1. Create an account on [HuggingFace](https://huggingface.co/join)
2. Log in on [HuggingFace](https://huggingface.co/login)
3. [Create a new access token](https://huggingface.co/settings/tokens)

    1. Click on "Create New Access Token"
    2. Select "Read" as Token Type
    3. Give it a name, e.g. HMD
    4. Create and "Copy" it, you won't be able to do it afterwards
    5. Paste it in the cell below to use it as an environment variable

In [None]:
# do not add quotes or double quotes, just replace the paste the token
%env HF_TOKEN=...

## Download the models (Only The first time)
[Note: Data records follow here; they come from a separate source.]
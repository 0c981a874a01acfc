//! `weft connect`: dial a peer and set up forwardings

use anyhow::{bail, Context, Result};
use tokio::net::TcpStream;
use tracing::{debug, info};
use weft_core::EndpointConfig;
use weft_services::{Connection, ForwardingSession, UserServiceFactory};

use crate::output::{format_reports, format_reports_json, print_info, print_success, print_warning};

/// Command-line overrides for `connect`
#[derive(Debug, Default, Clone)]
pub struct ConnectOptions {
    pub server: Option<String>,
    pub remote_forwards: Vec<String>,
    pub local_forwards: Vec<String>,
    pub json: bool,
}

/// Connect, start every forwarding, report, and hold the tunnel open until
/// Ctrl-C or connection loss
pub async fn connect_command(config: EndpointConfig, options: ConnectOptions) -> Result<()> {
    let remote_forwards: Vec<String> = config
        .remote_forwards
        .iter()
        .chain(&options.remote_forwards)
        .cloned()
        .collect();
    let local_forwards: Vec<String> = config
        .local_forwards
        .iter()
        .chain(&options.local_forwards)
        .cloned()
        .collect();

    // Every spec must parse before anything touches the network
    let factory = UserServiceFactory::new();
    let mut session = ForwardingSession::from_specs(&factory, &remote_forwards, &local_forwards)?;
    if session.is_empty() {
        print_warning("No forwardings requested; the tunnel will only carry control traffic");
    }

    let Some(server) = options.server.or(config.server_address) else {
        bail!("No server address: pass --server or set server_address in the config file");
    };

    info!("Connecting to {}", server);
    let stream = tokio::time::timeout(config.connect_timeout, TcpStream::connect(server.as_str()))
        .await
        .with_context(|| format!("Timed out connecting to {}", server))?
        .with_context(|| format!("Failed to connect to {}", server))?;
    stream.set_nodelay(true).ok();

    let connection = Connection::establish(stream, config.tunnel)?;
    print_success(&format!("Connected to {}", server));

    let reports = session.start(&connection).await;
    if options.json {
        println!("{}", format_reports_json(&reports)?);
    } else {
        println!("{}", format_reports(&reports));
    }
    let failed = reports.iter().filter(|r| !r.is_healthy()).count();
    if failed > 0 {
        print_warning(&format!("{} of {} forwardings not healthy", failed, reports.len()));
    }

    tokio::select! {
        result = tokio::signal::ctrl_c() => {
            result.context("Failed to listen for Ctrl-C")?;
            print_info("Shutting down");
            session.stop(&connection).await;
            connection.close().await;
        }
        _ = connection.closed() => {
            let reason = connection.close_reason().unwrap_or_default();
            print_warning(&format!("Connection lost: {}", reason));
            // Local instances were torn down with the connection
            connection.close().await;
        }
    }

    debug!("Connect command finished");
    Ok(())
}
use anyhow::Result;
use clap::{Parser, Subcommand};
use std::process::Command;

#[derive(Parser)]
#[command(name = "xtask")]
#[command(about = "Tasks for the project", long_about = None)]
struct Cli {
    #[command(subcommand)]
    command: Commands,
}

#[derive(Subcommand)]
enum Commands {
    /// Build the project
    Build,
    /// Run the workspace tests
    Test,
    /// Run the CLI, passing the remaining arguments through
    Run {
        #[arg(trailing_var_arg = true, allow_hyphen_values = true)]
        args: Vec<String>,
    },
    /// Run the TUI
    Tui,
    /// Create a virtual CAN interface for local runs (needs root)
    Vcan {
        #[arg(default_value = "vcan0")]
        name: String,
    },
}

fn run(program: &str, args: &[&str], what: &str) -> Result<()> {
    let status = Command::new(program).args(args).status()?;
    if !status.success() {
        anyhow::bail!("{} failed", what);
    }
    Ok(())
}

fn main() -> Result<()> {
    let cli = Cli::parse();

    match &cli.command {
        Commands::Build => {
            println!("Building project...");
            run("cargo", &["build", "--workspace"], "Build")?;
        }
        Commands::Test => {
            println!("Running tests...");
            run("cargo", &["test", "--workspace"], "Test")?;
        }
        Commands::Run { args } => {
            println!("Running CLI...");
            let mut cargo_args = vec!["run", "-p", "canflash-cli", "--"];
            cargo_args.extend(args.iter().map(String::as_str));
            run("cargo", &cargo_args, "Run")?;
        }
        Commands::Tui => {
            println!("Running TUI...");
            run("cargo", &["run", "-p", "canflash-tui"], "Run")?;
        }
        Commands::Vcan { name } => {
            println!("Creating {}...", name);
            run("modprobe", &["vcan"], "modprobe")?;
            run(
                "ip",
                &["link", "add", "dev", name, "type", "vcan"],
                "ip link add",
            )?;
            run("ip", &["link", "set", "up", name], "ip link set up")?;
        }
    }

    Ok(())
}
1. Request access for [LLaMA 2](https://huggingface.co/meta-llama/Llama-2-7b-chat-hf) and [LLaMA 3](https://huggingface.co/meta-llama/Meta-Llama-3-8B-Instruct) by following the instructions on their HuggingFace page
2. After having been granted access, run the code below to download the models (you will require 28GB of space)

In [12]:
from transformers import AutoModelForCausalLM, AutoTokenizer
import torch

def download_models(models):
    for model_name in models.values():
        # triggers download of the models
        AutoModelForCausalLM.from_pretrained(
            model_name,
            device_map="auto",
            torch_dtype=torch.float16
        )
        AutoTokenizer.from_pretrained(model_name)

download_models(MODELS)

Loading checkpoint shards:   0%|          | 0/2 [00:00<?, ?it/s]

Loading checkpoint shards:   0%|          | 0/4 [00:00<?, ?it/s]



## Prompt the models

Import the required libraries and classes.

In [5]:
import torch

from typing import Tuple
from transformers import AutoModelForCausalLM, AutoTokenizer, BatchEncoding, PreTrainedTokenizer, PreTrainedModel

Functions for loading the models and generate responses.

In [6]:
def load_model(model_name: str, dtype) -> Tuple[PreTrainedModel, PreTrainedTokenizer]:
    torch_dtype = torch.float32
    if dtype == "bf16":
        torch_dtype = torch.bfloat16
    model = AutoModelForCausalLM.from_pretrained(
        model_name,
        device_map="auto",
        torch_dtype=torch_dtype,

    )
    tokenizer = AutoTokenizer.from_pretrained(model_name)
    return model, tokenizer

def generate(
    model: PreTrainedModel,
    inputs: BatchEncoding,
    tokenizer: PreTrainedTokenizer,
    max_seq_length: int,
) -> str:
    output = model.generate(
        inputs.input_ids,
        attention_mask=inputs.attention_mask,
        max_length=max_seq_length,
        pad_token_id=tokenizer.eos_token_id,
    )
    return tokenizer.decode(
        output[0][len(inputs.input_ids[0]) :], skip_special_tokens=True
    )

Parameters and input for the generation.

In [7]:
model_name = "llama2"
chat_template = TEMPLATES[model_name]
model_name = MODELS[model_name]

dtype = "bf16"
max_seq_length = 128

system_prompt = "You are a pizza ordering assistant."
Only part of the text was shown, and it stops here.